[Opening GIVEN INFORMATION section]
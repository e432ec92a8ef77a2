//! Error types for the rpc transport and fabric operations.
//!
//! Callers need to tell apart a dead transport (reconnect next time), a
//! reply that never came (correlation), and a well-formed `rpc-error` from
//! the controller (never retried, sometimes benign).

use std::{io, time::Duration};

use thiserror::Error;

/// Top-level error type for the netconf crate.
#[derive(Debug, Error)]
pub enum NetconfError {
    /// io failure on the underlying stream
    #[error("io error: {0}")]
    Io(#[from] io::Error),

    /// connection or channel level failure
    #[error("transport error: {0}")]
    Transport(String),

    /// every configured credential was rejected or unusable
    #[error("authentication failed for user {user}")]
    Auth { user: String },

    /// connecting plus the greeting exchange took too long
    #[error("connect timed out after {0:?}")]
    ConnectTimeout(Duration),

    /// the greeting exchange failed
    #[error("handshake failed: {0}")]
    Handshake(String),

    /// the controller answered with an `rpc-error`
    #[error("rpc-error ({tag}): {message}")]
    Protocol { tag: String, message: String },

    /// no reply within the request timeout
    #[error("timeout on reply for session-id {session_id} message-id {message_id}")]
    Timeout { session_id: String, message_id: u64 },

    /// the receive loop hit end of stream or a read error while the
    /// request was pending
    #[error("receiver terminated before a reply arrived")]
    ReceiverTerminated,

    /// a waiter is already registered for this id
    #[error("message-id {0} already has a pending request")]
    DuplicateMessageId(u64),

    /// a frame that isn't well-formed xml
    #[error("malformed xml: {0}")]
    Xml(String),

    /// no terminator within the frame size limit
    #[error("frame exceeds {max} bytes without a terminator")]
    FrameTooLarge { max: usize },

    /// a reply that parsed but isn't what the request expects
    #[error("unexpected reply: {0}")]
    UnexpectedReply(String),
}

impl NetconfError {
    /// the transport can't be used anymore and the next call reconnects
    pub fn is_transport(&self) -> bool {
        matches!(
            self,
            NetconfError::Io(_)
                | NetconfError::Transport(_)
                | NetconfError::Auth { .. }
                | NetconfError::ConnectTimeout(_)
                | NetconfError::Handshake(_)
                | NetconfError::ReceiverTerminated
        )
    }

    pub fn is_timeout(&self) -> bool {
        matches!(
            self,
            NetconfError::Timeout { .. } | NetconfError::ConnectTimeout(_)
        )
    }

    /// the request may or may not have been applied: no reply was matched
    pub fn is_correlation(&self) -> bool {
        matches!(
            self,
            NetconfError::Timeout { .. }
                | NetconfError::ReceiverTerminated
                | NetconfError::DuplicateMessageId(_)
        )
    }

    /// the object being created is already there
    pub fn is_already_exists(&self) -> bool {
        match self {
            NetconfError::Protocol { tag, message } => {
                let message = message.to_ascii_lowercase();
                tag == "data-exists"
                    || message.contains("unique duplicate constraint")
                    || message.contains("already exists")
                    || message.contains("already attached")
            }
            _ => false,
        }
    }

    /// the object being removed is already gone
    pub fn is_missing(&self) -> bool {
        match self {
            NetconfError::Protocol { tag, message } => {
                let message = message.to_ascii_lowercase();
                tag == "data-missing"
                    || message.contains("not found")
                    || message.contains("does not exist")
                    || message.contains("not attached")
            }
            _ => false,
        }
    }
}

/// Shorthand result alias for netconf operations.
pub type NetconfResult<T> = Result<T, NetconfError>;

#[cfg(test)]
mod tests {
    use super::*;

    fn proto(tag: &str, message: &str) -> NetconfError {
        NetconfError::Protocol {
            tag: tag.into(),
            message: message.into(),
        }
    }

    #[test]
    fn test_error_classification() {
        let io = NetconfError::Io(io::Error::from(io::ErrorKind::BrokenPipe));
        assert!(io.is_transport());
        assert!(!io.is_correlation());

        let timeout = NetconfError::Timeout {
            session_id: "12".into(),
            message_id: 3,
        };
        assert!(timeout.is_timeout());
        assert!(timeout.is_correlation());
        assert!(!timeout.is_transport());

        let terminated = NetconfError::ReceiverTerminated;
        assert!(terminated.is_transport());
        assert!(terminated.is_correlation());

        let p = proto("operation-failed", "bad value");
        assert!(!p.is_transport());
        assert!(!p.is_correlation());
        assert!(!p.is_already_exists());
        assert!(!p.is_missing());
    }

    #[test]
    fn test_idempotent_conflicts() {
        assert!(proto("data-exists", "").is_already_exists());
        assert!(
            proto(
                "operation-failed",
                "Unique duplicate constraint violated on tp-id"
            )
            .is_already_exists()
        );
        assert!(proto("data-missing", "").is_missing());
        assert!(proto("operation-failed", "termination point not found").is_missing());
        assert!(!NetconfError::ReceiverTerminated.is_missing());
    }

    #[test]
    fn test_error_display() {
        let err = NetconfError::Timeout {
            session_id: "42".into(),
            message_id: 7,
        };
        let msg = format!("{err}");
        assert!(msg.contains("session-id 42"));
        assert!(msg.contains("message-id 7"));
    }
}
[Closing GIVEN INFORMATION section]
[Opening GIVEN INFORMATION section]
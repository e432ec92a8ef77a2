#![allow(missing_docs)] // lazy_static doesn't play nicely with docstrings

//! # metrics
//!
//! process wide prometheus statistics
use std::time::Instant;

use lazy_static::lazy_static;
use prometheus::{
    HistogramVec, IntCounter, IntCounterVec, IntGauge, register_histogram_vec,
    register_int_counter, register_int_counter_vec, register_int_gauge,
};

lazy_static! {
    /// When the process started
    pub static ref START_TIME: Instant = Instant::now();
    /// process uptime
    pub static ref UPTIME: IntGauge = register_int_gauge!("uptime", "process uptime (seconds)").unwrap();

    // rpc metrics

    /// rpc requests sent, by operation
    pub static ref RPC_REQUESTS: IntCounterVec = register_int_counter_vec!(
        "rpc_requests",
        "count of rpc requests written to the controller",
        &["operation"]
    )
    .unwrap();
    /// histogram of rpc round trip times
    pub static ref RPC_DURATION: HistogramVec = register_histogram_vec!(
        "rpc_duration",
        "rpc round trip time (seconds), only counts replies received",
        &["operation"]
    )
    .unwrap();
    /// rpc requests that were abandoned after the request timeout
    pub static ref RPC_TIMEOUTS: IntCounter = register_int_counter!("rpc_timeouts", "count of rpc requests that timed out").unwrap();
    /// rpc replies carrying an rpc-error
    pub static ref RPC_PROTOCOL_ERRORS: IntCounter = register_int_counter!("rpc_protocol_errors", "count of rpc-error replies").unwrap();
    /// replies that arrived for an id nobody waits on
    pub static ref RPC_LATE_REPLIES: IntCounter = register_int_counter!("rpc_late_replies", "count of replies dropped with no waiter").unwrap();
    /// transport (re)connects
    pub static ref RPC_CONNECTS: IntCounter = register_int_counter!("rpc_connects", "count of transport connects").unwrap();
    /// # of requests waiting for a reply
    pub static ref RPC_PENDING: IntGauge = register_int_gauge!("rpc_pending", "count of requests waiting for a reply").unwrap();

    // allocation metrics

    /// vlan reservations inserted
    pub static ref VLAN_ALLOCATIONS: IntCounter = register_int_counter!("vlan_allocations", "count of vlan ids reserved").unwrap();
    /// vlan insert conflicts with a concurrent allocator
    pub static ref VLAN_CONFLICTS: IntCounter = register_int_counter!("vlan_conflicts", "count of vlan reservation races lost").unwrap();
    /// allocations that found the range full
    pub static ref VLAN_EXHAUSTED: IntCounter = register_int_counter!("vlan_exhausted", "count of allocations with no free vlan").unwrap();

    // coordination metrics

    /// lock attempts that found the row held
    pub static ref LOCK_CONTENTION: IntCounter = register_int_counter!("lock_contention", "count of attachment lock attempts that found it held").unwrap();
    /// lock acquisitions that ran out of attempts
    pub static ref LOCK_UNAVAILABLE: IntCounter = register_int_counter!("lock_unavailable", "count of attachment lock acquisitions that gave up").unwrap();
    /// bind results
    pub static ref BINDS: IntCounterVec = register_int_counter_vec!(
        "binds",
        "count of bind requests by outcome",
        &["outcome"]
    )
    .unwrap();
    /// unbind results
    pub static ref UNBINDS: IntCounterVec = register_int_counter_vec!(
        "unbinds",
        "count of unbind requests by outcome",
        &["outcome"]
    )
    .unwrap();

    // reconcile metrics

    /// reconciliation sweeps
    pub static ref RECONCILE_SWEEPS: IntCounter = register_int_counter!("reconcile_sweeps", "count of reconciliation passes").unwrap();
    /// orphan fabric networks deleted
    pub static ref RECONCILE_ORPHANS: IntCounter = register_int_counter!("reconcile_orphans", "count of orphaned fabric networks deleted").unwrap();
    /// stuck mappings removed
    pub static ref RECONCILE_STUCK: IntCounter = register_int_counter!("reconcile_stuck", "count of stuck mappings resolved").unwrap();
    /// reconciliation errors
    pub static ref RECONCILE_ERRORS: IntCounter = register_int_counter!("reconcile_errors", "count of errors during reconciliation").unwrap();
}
[Closing GIVEN INFORMATION section]
§ **EXERCISE AIM**:
Taking the lines above, repeat exactly those from the line that contains "reply was matched" through the line that contains "let terminated = NetconfError::ReceiverTerminated;", and both of those lines as well. Include nothing else.

§ **ANSWER TO THIS PROBLEM**:
    /// the request may or may not have been applied: no reply was matched
    pub fn is_correlation(&self) -> bool {
        matches!(
            self,
            NetconfError::Timeout { .. }
                | NetconfError::ReceiverTerminated
                | NetconfError::DuplicateMessageId(_)
        )
    }

    /// the object being created is already there
    pub fn is_already_exists(&self) -> bool {
        match self {
            NetconfError::Protocol { tag, message } => {
                let message = message.to_ascii_lowercase();
                tag == "data-exists"
                    || message.contains("unique duplicate constraint")
                    || message.contains("already exists")
                    || message.contains("already attached")
            }
            _ => false,
        }
    }

    /// the object being removed is already gone
    pub fn is_missing(&self) -> bool {
        match self {
            NetconfError::Protocol { tag, message } => {
                let message = message.to_ascii_lowercase();
                tag == "data-missing"
                    || message.contains("not found")
                    || message.contains("does not exist")
                    || message.contains("not attached")
            }
            _ => false,
        }
    }
}

/// Shorthand result alias for netconf operations.
pub type NetconfResult<T> = Result<T, NetconfError>;

#[cfg(test)]
mod tests {
    use super::*;

    fn proto(tag: &str, message: &str) -> NetconfError {
        NetconfError::Protocol {
            tag: tag.into(),
            message: message.into(),
        }
    }

    #[test]
    fn test_error_classification() {
        let io = NetconfError::Io(io::Error::from(io::ErrorKind::BrokenPipe));
        assert!(io.is_transport());
        assert!(!io.is_correlation());

        let timeout = NetconfError::Timeout {
            session_id: "12".into(),
            message_id: 3,
        };
        assert!(timeout.is_timeout());
        assert!(timeout.is_correlation());
        assert!(!timeout.is_transport());

        let terminated = NetconfError::ReceiverTerminated;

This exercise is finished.